Le malheureux Guérin était revenu de son évanouissement: on l’avait assis sur une chaise. Les yeux pleins de larmes, il suivait les mouvements des agents qui bouleversaient tout ce bel ordre, dépliaient les hardes du pauvre garçon, les secouaient, fouillaient les poches et palpaient les doublures.
«Tiens! un nœud de rubans!» fit tout à coup l’un des agents en tirant d’un coin de la malle un bouquet fané entouré de faveurs roses.
Il le jeta en riant à un de ses camarades.
«Prends-le, Gustave, dit-il, tu le donneras à ta prétendue.»
M. Bienassis lança un regard de colère à son agent. En entendant cette plaisanterie un peu cruelle, le prévenu s’était soulevé sur son siège et avait serré violemment l’une contre l’autre ses deux mains liées.
Maximilien Heller s’était levé, lui aussi, et considérait cette scène d’un air sombre.
«Monsieur le commissaire, dit le prévenu d’un air suppliant, voulez-vous me laisser ce nœud de rubans?

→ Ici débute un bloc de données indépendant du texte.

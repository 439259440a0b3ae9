//! Seed management for terrain generation
//!
//! Each generator draws from its own seed, derived from a master seed, so
//! re-tuning one algorithm never changes the output of another.

use std::collections::hash_map::DefaultHasher;
use std::hash::{Hash, Hasher};

use rand::SeedableRng;
use rand_chacha::ChaCha8Rng;

/// Seeds for all generators.
#[derive(Clone, Debug, PartialEq, Eq)]
pub struct GeneratorSeeds {
    /// Master seed (used for display/reference)
    pub master: u64,
    /// Diamond-square corner seeds and displacements
    pub diamond_square: u64,
    /// fBm noise tables
    pub fbm: u64,
    /// Plate seeding, types and growth order
    pub plates: u64,
    /// Random lattice hash seed
    pub lattice: u64,
}

impl GeneratorSeeds {
    /// Create seeds from a master seed, deriving all sub-seeds deterministically.
    pub fn from_master(master: u64) -> Self {
        Self {
            master,
            diamond_square: derive_seed(master, "diamond_square"),
            fbm: derive_seed(master, "fbm"),
            plates: derive_seed(master, "plates"),
            lattice: derive_seed(master, "lattice"),
        }
    }

    /// Fresh RNG for one generator seed.
    pub fn rng(seed: u64) -> ChaCha8Rng {
        ChaCha8Rng::seed_from_u64(seed)
    }
}

impl Default for GeneratorSeeds {
    fn default() -> Self {
        Self::from_master(rand::random())
    }
}

/// Derive a sub-seed from a master seed and a generator name.
fn derive_seed(master: u64, system: &str) -> u64 {
    let mut hasher = DefaultHasher::new();
    master.hash(&mut hasher);
    system.hash(&mut hasher);
    hasher.finish()
}

impl std::fmt::Display for GeneratorSeeds {
    fn fmt(&self, f: &mut std::fmt::Formatter<'_>) -> std::fmt::Result {
        write!(
            f,
            "master: {}, diamond_square: {}, fbm: {}, plates: {}, lattice: {}",
            self.master, self.diamond_square, self.fbm, self.plates, self.lattice,
        )
    }
}

#[cfg(test)]
mod tests {
    use super::*;

    #[test]
    fn test_deterministic_derivation() {
        assert_eq!(GeneratorSeeds::from_master(12345), GeneratorSeeds::from_master(12345));
    }

    #[test]
    fn test_different_generators_get_different_seeds() {
        let seeds = GeneratorSeeds::from_master(12345);

        assert_ne!(seeds.diamond_square, seeds.fbm);
        assert_ne!(seeds.fbm, seeds.plates);
        assert_ne!(seeds.plates, seeds.lattice);
    }
}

– Montrez-moi cela», dit M. Bienassis.
Il examina quelque temps le bouquet avec attention, le palpa, parut hésiter une seconde, puis enfin ordonna qu’on le remît au prévenu.
Cependant les agents continuaient leur perquisition sous l’œil attentif du commissaire; mais ils avaient beau tourner et retourner les vêtements, enfoncer leurs doigts dans tous les coins de la caisse, ils ne paraissaient pas trouver ce qu’ils cherchaient.
«Laissez cette caisse, dit enfin M. Bienassis, lorsqu’il vit le résultat infructueux des recherches… Visitez un peu cette paillasse… C’est peut-être là que nous trouverons l’argent.»
La paillasse fut retournée, défoncée, mais en vain.
Le commissaire ne se découragea pourtant pas; il fit inspecter par ses agents, avec un soin extrême, les carreaux qui pavaient la chambre; il fit briser le bois des chaises, qui aurait pu être creusé de façon à recéler de l’or; la table fut démontée, les murs sondés à coups de marteau; on fouilla les cendres de la cheminée.
Enfin, après s’être livrés pendant près d’une heure à ce minutieux travail, les agents s’arrêtèrent fatigués, et s’entre-regardèrent aussi penauds que des chasseurs qui ont battu la campagne toute la journée sans découvrir la moindre trace de gibier.
«C’est inconcevable! c’est inouï en vérité! murmurait M. Bienassis en tenant sa tête à deux mains. Qu’est-ce que cet argent a pu devenir? Cet homme n’avait pas de connaissances à Paris, pas de complices, c’est évident… Le crime est commis hier, nous l’arrêtons il y a une heure et il est impossible de mettre la main sur la somme volée!»
Le philosophe ne paraissait prêter aucune attention au monologue du commissaire de police; son regard s’était fixé sur Guérin, dont il considérait avec intérêt la physionomie bouleversée.
Après quelques minutes de réflexion, M. Bienassis parut se décider à tenter un nouvel effort auprès du prévenu.
«Le résultat de nos recherches paraît vous être favorable, lui dit-il; ne croyez pas cependant que la justice renonce à poursuivre ses investigations. Une somme considérable a été dérobée dans la nuit du meurtre; il faut qu’elle se retrouve; elle se retrouvera. Les plus graves soupçons pèsent sur vous, tout vous désigne comme l’assassin de M. Bréhat-Lenoir: les preuves sont palpables, évidentes. Il ne vous reste qu’un moyen de vous sauver: la franchise. Avouez votre crime, révélez l’endroit où vous avez caché l’argent volé, dites le nom de vos complices: la justice vous tiendra compte de votre sincérité et vous pourrez échapper à la peine capitale qui vous menace.»